§ **Instructions for the task**
Using the records below, count the lines containing "await" and give only the total.
========
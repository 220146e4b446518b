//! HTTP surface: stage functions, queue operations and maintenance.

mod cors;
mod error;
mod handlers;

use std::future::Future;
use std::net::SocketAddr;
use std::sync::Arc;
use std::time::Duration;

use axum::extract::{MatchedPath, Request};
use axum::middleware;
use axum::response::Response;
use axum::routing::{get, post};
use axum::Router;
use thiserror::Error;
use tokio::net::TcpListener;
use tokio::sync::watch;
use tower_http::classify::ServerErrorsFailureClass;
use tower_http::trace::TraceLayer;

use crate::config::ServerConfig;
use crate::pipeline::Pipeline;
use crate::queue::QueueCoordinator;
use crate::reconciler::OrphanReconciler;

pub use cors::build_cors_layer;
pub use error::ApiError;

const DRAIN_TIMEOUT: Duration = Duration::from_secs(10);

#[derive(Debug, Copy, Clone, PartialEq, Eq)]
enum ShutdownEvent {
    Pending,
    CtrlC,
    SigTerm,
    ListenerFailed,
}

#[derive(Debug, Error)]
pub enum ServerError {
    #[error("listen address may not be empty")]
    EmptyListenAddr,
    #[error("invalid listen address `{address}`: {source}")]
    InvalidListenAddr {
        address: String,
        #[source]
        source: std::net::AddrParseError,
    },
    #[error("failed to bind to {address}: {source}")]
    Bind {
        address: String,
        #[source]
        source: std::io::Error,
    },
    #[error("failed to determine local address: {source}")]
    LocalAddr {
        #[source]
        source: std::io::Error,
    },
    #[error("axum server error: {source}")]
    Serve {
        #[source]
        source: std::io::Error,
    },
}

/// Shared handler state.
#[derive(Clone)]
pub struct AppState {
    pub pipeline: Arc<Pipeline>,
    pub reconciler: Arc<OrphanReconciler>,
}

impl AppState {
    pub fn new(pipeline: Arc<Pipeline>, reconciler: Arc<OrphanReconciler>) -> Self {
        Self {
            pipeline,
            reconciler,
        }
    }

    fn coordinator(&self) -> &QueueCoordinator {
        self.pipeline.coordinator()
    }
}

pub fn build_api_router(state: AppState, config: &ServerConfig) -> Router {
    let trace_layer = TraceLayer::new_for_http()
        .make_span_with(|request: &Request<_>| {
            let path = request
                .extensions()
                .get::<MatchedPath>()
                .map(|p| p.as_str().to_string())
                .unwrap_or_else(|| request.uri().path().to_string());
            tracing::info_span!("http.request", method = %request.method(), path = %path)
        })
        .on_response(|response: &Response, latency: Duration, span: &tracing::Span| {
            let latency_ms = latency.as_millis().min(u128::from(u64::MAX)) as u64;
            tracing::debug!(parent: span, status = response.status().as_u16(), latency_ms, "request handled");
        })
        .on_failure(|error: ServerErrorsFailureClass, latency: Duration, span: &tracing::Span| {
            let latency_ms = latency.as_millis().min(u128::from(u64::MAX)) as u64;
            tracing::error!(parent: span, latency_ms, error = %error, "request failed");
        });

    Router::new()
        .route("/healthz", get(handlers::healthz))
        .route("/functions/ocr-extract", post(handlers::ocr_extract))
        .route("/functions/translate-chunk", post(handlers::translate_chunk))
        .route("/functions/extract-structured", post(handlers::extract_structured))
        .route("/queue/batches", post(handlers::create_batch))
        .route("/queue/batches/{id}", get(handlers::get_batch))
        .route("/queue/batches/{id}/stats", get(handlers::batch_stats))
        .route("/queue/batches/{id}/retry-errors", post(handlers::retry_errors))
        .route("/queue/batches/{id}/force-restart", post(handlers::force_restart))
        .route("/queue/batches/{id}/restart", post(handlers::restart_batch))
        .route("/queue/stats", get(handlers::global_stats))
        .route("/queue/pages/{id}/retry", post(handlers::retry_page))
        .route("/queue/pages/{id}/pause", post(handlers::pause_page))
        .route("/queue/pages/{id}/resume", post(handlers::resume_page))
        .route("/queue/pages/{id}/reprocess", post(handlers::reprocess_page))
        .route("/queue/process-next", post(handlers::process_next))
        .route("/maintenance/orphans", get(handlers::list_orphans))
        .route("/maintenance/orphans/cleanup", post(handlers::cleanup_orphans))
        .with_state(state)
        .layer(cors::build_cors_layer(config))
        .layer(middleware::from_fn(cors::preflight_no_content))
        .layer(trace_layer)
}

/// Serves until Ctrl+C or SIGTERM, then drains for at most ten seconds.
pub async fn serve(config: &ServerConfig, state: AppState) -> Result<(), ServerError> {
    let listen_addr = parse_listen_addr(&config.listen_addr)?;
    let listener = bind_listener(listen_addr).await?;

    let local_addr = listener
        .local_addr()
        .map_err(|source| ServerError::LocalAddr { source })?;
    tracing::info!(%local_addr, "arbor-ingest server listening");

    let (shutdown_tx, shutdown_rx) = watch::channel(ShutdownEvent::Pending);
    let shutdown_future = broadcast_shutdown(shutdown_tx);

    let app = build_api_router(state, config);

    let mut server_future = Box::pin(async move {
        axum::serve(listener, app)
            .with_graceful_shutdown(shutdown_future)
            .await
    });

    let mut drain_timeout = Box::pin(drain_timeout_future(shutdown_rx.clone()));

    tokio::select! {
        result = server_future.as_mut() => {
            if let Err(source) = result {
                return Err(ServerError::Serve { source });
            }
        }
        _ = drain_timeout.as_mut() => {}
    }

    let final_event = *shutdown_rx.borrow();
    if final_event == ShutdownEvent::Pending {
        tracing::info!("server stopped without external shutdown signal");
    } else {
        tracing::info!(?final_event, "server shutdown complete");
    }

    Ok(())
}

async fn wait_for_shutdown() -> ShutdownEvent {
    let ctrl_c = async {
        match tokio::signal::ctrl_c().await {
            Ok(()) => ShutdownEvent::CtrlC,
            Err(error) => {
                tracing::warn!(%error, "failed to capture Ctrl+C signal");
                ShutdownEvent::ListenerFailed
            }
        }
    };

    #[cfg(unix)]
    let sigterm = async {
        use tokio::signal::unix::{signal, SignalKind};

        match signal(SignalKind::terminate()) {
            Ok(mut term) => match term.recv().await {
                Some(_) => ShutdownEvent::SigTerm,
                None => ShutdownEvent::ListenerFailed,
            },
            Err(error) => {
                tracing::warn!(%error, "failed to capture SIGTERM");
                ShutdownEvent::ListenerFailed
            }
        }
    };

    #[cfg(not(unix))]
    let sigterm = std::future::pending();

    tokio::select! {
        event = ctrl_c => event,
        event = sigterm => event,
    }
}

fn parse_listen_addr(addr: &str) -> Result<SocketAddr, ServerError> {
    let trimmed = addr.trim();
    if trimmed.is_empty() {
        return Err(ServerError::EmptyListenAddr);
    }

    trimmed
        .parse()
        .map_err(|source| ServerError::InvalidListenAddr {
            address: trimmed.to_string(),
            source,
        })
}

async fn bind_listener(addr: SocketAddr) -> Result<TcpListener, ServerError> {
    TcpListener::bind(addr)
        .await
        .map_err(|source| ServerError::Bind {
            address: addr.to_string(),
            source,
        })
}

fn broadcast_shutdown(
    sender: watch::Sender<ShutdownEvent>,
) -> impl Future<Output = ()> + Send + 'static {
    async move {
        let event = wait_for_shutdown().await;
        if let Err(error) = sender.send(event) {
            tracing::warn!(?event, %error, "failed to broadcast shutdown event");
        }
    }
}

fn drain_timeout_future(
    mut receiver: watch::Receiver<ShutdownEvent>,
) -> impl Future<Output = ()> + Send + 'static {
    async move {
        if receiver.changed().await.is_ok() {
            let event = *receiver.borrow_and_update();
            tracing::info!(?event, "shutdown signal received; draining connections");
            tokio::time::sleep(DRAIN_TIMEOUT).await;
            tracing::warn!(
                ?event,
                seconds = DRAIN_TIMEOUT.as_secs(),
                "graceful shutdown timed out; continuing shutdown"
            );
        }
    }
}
========
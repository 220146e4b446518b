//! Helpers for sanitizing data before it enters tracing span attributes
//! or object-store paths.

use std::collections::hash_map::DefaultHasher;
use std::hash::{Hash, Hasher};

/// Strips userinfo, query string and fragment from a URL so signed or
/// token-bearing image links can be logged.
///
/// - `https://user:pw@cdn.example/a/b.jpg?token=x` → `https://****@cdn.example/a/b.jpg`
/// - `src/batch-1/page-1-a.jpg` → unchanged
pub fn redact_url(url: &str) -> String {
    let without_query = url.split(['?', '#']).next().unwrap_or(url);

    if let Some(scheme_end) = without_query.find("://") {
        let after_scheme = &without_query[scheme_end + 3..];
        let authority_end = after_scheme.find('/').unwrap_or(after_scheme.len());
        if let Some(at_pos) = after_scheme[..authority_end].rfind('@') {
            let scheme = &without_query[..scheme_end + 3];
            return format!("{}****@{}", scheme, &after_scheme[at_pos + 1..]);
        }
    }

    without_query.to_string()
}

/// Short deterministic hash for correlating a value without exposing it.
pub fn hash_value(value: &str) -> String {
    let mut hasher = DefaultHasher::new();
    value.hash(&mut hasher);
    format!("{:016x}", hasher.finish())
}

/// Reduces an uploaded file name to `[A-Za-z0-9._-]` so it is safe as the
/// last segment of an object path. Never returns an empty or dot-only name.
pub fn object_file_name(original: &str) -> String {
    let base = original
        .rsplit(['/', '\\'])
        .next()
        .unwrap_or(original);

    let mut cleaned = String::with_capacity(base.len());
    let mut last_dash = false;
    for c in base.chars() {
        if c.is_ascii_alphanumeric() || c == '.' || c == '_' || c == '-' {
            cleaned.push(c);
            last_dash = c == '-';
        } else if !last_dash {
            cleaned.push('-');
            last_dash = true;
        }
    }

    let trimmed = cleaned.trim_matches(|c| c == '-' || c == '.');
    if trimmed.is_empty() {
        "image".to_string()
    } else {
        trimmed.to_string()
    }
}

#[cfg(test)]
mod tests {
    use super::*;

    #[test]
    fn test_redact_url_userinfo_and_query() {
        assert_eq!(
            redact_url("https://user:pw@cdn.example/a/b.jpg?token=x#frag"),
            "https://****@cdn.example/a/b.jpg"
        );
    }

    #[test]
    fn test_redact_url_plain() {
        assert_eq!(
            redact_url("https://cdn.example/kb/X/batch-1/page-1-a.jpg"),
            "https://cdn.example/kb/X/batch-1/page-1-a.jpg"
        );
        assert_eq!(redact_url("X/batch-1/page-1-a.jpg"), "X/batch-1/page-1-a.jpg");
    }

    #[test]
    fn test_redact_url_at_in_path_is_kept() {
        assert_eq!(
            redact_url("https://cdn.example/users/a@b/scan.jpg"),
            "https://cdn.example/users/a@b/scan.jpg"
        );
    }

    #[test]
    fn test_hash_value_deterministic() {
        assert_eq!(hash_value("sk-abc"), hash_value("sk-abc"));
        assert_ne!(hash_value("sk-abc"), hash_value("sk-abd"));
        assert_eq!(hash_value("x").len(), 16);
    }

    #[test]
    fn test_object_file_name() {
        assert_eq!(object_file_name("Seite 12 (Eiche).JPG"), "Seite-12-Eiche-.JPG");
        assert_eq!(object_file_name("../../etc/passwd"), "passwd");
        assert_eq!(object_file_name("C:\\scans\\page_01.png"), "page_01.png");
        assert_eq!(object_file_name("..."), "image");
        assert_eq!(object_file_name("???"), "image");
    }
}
========
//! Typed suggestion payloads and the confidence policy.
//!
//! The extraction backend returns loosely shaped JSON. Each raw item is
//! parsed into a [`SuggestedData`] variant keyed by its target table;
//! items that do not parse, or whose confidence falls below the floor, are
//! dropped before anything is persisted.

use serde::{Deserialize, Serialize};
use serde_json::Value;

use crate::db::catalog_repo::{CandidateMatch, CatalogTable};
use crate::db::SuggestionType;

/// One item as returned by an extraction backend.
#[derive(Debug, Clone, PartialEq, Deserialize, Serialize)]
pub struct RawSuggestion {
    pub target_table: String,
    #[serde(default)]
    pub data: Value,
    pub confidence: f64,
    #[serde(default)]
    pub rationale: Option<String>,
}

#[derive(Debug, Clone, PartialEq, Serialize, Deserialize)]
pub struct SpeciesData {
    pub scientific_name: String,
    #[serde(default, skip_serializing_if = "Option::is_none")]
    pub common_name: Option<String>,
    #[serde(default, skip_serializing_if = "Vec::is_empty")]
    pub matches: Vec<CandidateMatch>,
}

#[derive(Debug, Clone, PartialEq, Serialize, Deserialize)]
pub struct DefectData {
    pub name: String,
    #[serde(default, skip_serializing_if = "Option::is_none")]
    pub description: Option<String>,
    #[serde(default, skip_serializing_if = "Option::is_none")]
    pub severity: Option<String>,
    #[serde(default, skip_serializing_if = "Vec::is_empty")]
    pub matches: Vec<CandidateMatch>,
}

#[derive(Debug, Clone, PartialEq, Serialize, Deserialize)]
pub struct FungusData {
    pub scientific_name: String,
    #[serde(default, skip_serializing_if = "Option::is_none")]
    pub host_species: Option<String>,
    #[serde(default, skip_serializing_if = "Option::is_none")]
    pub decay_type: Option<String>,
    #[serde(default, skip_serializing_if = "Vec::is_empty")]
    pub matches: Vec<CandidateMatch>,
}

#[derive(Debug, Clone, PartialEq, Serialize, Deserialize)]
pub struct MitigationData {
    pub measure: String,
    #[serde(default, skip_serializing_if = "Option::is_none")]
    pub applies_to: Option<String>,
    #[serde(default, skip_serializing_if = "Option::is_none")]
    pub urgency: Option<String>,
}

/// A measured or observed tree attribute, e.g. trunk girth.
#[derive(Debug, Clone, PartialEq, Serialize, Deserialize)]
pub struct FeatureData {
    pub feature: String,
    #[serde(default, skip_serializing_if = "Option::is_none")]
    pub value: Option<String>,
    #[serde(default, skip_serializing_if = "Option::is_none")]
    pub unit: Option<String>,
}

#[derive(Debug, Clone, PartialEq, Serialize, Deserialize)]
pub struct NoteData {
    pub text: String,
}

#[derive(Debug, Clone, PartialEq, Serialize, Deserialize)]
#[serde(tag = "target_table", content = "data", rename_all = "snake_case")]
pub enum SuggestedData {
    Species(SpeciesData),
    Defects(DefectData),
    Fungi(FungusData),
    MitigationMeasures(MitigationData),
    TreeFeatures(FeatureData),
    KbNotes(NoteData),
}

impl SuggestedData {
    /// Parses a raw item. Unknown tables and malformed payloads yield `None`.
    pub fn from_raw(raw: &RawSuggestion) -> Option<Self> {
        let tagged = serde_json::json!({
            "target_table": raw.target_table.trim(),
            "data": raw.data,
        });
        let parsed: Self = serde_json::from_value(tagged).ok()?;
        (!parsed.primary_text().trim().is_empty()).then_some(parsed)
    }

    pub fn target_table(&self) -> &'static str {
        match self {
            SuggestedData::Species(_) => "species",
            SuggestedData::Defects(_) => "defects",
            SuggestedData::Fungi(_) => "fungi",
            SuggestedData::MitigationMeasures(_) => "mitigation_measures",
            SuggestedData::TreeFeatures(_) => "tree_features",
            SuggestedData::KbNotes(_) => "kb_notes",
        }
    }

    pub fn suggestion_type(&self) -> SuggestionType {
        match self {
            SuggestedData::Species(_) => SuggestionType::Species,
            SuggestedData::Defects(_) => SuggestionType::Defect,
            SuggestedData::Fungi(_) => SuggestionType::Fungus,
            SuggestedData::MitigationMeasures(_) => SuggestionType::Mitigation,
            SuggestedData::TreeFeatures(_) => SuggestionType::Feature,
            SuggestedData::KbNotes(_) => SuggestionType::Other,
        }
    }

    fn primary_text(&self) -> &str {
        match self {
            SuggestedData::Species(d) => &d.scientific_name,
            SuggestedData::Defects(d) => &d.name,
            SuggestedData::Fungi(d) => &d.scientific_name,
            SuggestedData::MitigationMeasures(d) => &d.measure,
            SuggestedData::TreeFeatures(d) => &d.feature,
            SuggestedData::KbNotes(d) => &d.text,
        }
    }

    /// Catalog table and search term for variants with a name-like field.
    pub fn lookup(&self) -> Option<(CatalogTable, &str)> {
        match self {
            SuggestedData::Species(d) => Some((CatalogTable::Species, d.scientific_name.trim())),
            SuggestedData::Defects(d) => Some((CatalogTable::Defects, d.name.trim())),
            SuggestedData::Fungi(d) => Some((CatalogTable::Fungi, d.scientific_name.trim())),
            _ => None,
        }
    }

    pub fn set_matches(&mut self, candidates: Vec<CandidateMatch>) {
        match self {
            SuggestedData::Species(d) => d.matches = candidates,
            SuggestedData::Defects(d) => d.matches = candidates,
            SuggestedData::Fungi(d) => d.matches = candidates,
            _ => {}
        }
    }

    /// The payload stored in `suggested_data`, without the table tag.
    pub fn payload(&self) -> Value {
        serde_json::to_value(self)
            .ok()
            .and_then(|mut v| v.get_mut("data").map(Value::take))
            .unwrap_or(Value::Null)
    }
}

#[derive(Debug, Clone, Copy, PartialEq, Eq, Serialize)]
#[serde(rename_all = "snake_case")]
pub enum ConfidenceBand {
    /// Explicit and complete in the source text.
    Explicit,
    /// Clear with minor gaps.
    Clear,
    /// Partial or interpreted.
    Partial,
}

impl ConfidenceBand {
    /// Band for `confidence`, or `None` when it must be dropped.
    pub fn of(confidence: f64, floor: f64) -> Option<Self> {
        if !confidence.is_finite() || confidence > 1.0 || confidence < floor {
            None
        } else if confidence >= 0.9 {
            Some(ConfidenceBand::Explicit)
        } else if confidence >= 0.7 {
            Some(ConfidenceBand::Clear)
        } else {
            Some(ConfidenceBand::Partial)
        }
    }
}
========
§ **Exercise answer**
8